Jump on in — the water’s fine!
Southwest reservoirs are some pretty sweet places to set sail, swim, paddle, row, float, drift, fish, cast, dive, dunk, carve, wake, splash and plenty more. Here are a few spots to check out.
Durango, Colorado; Surface Area 1,500
The long-awaited access to Lake Nighthorse is now open for fun. Anglers, paddlers, SUPs, swimmers, water skiers and wakeboarders will love it here. Aimed for families and day use, it’s also stocked full of rainbow and brown trout, and Kokanee salmon — and the bald eagles know that too. At two miles from downtown Durango and minutes from any and all kinds of recreation, Lake Nighthorse adds to the attraction of an already coveted destination.
Blue Mesa Reservoir
Gunnison, Colorado; Surface Area: 9,180
At 20 miles long, Blue Mesa Reservoir is Colorado’s largest body of water with 96 miles of shoreline. Part of the Curecanti National Recreation Area just outside Gunnison, the reservoir has two marinas, one restaurant on the water and is a hot spot for both salmon and trout fishing. Mountain biking Hartman’s Rocks in Gunnison is world class. The Black Canyon of the Gunnison is where serious big wall climbers go in Colorado, and nearby Crested Butte is a quintessential Colorado mountain town, making this entire area a place to roll.

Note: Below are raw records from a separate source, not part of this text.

// Copyright 2025 Schelling Point Labs Inc
// SPDX-License-Identifier: AGPL-3.0-only

//! Session adapter: implements `fuser::Filesystem` by packaging each
//! request (owned arguments, request context, one-shot reply) onto a
//! worker pool and converting the layer stack's typed results into
//! exactly one kernel reply.
//!
//! The pool exists so a request blocked in a throttle wait or an
//! injected delay does not stall the kernel channel reader; every
//! request is handled to completion on a single worker.

use std::ffi::OsStr;
use std::path::Path;
use std::sync::atomic::{AtomicBool, Ordering};
use std::sync::{Arc, Condvar, Mutex};
use std::thread::{self, JoinHandle};
use std::time::{Duration, SystemTime};

use crossbeam_queue::SegQueue;
use fuser::{
    KernelConfig, ReplyAttr, ReplyCreate, ReplyData, ReplyDirectory, ReplyDirectoryPlus,
    ReplyEmpty, ReplyEntry, ReplyLock, ReplyLseek, ReplyOpen, ReplyStatfs, ReplyWrite,
    ReplyXattr, Request, TimeOrNow, fuse_forget_one,
};
use libc::c_int;
use tracing::{debug, info};

use interposefs_core::ops::{
    DirEntry, FilesystemOps, LockInfo, RequestCtx, SetattrChanges, XattrReply,
};

/// One packaged request, run on a worker against the top of the stack.
type Job = Box<dyn FnOnce(&dyn FilesystemOps) + Send>;

/// Bounded worker pool fed from a lock-free queue. Workers drain the
/// queue fully before honouring shutdown, so every accepted request is
/// answered.
struct Dispatcher {
    queue: Arc<SegQueue<Job>>,
    signal: Arc<(Mutex<bool>, Condvar)>,
    shutdown: Arc<AtomicBool>,
    handles: Vec<JoinHandle<()>>,
}

impl Dispatcher {
    fn new(stack: Arc<dyn FilesystemOps>, worker_count: usize) -> Self {
        let queue = Arc::new(SegQueue::<Job>::new());
        let signal = Arc::new((Mutex::new(false), Condvar::new()));
        let shutdown = Arc::new(AtomicBool::new(false));
        let mut handles = Vec::with_capacity(worker_count);

        for _ in 0..worker_count {
            let queue = Arc::clone(&queue);
            let signal = Arc::clone(&signal);
            let shutdown = Arc::clone(&shutdown);
            let stack = Arc::clone(&stack);
            handles.push(thread::spawn(move || {
                loop {
                    match queue.pop() {
                        Some(job) => job(stack.as_ref()),
                        None => {
                            if shutdown.load(Ordering::Acquire) {
                                break;
                            }
                            let (lock, cvar) = &*signal;
                            let guard = lock.lock().unwrap();
                            let _ = cvar.wait_timeout(guard, Duration::from_millis(5)).unwrap();
                        }
                    }
                }
            }));
        }

        Self {
            queue,
            signal,
            shutdown,
            handles,
        }
    }

    fn submit(&self, job: Job) {
        self.queue.push(job);
        let (lock, cvar) = &*self.signal;
        if let Ok(mut pending) = lock.lock() {
            *pending = true;
            cvar.notify_one();
        }
    }
}

impl Drop for Dispatcher {
    fn drop(&mut self) {
        self.shutdown.store(true, Ordering::Release);
        let (lock, cvar) = &*self.signal;
        if let Ok(mut pending) = lock.lock() {
            *pending = true;
            cvar.notify_all();
        }
        for handle in self.handles.drain(..) {
            let _ = handle.join();
        }
    }
}

pub struct InterposeFsAdapter {
    stack: Arc<dyn FilesystemOps>,
    dispatcher: Option<Dispatcher>,
}

impl InterposeFsAdapter {
    pub fn new(stack: Arc<dyn FilesystemOps>, worker_count: usize) -> Self {
        let worker_count = worker_count.max(1);
        info!(
            target: "interposefs::session",
            workers = worker_count,
            "request dispatcher started"
        );
        let dispatcher = Dispatcher::new(Arc::clone(&stack), worker_count);
        Self {
            stack,
            dispatcher: Some(dispatcher),
        }
    }

    fn dispatch(&self, job: Job) {
        match &self.dispatcher {
            Some(dispatcher) => dispatcher.submit(job),
            // After destroy only stray requests can arrive; answer them
            // inline rather than dropping the reply.
            None => job(self.stack.as_ref()),
        }
    }
}

fn ctx_of(req: &Request<'_>) -> RequestCtx {
    RequestCtx {
        unique: req.unique(),
        uid: req.uid(),
        gid: req.gid(),
        pid: req.pid(),
    }
}

fn errno_of(err: &std::io::Error) -> c_int {
    err.raw_os_error().unwrap_or(libc::EIO)
}

/// Attribute skeleton for `.` and `..` in readdirplus, which are emitted
/// from the raw dirent without a lookup and are never cached.
fn dot_attr(ino: u64, kind: fuser::FileType) -> fuser::FileAttr {
    fuser::FileAttr {
        ino,
        size: 0,
        blocks: 0,
        atime: SystemTime::UNIX_EPOCH,
        mtime: SystemTime::UNIX_EPOCH,
        ctime: SystemTime::UNIX_EPOCH,
        crtime: SystemTime::UNIX_EPOCH,
        kind,
        perm: 0,
        nlink: 1,
        uid: 0,
        gid: 0,
        rdev: 0,
        blksize: 512,
        flags: 0,
    }
}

Dolores, Colorado; Surface Area: 5,000
Named for the town of McPhee, Colorado, a once thriving lumber village of 1,500 people that supplied a significant portion of the lumber to the state of Colorado, the lumber mill closed its doors in 1946. Today McPhee Reservoir has more than 380,000 acre-feet of water with 50 miles of shoreline, making it Colorado’s fifth largest reservoir. The Dolores River feeds into the reservoir, which was created to supply water to the surrounding communities. Nestled in the canyon is the small community of Dolores, a hip collection of Victorian houses and clusters of outdoor aficionados. McPhee offers boating, camping and hiking and general all-around water recreation. Plus, it’s close to classic mountain biking at Boggy Draw.
Sand Hollow State Park
Hurricane, Utah; Surface Area 1,322
This scenic reservoir in Sand Hollow State Park below the Pine Valley Mountains of southern Utah makes up some of the 20,000 acres of the state’s newest state park, with 6,000 acreage of dry land space dedicated to Off Highway Vehicle use at the water’s edge. The deep-orange sandstone dunes and bluffs make for cool exploring, OHV and even equestrian use. There are OHV and boat rentals located in the park and you can even go scuba diving and earn your scuba certification from professional instructors. Rumor has it an old bus, an old plane and some other creepy stuff can be seen in the abyss of the lake.